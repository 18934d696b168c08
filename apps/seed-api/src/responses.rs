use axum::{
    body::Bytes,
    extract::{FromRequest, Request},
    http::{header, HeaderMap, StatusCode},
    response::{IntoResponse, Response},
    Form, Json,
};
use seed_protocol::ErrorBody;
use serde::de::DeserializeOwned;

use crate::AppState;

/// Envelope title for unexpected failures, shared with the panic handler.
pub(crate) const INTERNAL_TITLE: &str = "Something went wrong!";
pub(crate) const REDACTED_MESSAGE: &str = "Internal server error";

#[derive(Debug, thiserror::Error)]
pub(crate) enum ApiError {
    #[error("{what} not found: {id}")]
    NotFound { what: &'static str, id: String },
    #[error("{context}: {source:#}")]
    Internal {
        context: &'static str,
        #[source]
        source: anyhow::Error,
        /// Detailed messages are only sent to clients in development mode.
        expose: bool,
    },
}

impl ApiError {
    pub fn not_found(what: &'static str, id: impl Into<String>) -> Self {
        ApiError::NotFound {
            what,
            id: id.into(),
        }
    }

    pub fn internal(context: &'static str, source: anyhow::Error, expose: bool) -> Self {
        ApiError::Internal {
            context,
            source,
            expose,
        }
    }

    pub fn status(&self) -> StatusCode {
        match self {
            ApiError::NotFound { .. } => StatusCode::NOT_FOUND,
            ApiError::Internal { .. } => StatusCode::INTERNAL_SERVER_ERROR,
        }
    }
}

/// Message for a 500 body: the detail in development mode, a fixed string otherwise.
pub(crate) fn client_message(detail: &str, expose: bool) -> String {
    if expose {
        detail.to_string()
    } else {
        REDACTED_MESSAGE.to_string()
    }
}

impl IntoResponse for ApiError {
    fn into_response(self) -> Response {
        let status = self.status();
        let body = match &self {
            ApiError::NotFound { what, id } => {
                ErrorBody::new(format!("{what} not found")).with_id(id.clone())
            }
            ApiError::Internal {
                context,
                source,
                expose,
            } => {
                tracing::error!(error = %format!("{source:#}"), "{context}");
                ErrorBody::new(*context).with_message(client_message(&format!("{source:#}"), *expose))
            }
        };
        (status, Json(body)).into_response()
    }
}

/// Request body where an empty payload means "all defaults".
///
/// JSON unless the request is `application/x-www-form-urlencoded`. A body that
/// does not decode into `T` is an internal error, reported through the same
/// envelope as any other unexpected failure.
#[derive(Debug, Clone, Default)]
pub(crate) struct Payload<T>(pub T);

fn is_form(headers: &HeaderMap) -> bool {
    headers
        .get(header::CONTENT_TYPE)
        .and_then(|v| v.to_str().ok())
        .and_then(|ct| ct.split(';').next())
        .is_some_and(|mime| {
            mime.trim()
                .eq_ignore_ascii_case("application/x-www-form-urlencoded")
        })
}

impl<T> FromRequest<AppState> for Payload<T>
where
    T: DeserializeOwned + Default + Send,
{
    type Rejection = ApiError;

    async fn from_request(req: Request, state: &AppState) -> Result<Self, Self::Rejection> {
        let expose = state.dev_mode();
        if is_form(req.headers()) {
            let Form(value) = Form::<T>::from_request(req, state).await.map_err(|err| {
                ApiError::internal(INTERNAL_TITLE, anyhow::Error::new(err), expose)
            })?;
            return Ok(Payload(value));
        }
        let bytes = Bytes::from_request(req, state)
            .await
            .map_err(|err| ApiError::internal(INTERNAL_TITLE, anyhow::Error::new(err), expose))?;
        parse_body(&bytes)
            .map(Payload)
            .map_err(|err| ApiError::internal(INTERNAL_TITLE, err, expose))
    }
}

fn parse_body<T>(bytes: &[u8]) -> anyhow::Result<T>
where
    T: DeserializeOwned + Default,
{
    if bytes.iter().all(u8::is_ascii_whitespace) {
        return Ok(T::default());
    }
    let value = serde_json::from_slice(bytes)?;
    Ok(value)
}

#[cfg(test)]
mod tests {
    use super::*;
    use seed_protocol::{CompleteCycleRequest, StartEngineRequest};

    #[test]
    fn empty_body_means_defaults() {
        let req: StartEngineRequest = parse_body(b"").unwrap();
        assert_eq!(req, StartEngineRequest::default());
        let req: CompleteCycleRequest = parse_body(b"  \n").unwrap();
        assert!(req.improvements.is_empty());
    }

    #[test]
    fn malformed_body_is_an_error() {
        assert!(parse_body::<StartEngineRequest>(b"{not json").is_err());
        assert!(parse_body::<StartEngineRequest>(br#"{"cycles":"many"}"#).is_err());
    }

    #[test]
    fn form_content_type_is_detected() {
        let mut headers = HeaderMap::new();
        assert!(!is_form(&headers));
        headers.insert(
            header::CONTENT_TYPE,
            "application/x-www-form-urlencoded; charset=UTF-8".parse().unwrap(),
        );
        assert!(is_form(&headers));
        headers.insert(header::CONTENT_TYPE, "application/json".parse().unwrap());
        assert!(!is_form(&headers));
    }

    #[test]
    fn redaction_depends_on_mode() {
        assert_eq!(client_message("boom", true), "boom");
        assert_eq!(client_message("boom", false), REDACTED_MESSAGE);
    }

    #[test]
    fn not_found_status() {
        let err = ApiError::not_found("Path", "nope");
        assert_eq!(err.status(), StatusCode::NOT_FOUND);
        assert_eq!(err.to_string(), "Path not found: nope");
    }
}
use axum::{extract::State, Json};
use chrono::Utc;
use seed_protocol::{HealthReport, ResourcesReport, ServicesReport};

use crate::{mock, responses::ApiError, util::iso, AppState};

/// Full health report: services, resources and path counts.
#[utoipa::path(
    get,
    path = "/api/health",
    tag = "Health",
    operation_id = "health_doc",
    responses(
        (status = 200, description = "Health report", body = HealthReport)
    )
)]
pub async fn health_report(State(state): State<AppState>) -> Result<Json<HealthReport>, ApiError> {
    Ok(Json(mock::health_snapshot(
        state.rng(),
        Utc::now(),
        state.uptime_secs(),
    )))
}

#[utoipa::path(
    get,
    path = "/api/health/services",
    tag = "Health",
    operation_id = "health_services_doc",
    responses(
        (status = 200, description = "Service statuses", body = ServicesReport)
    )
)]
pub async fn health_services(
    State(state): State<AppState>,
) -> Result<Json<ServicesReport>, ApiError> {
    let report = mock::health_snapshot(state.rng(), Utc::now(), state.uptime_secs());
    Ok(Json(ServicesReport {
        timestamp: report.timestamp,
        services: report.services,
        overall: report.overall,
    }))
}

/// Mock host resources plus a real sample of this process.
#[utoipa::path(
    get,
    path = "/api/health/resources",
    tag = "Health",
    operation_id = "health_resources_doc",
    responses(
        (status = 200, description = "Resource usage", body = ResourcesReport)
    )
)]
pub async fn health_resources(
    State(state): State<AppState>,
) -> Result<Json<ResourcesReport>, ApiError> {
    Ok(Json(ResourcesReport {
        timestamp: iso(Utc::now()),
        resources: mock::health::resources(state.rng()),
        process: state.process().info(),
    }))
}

------------------------------------

● **Exercise description**
From the records above, pull out each line that has "FromRequest".

● **Answer for the task**
    extract::{FromRequest, Request},
impl<T> FromRequest<AppState> for Payload<T>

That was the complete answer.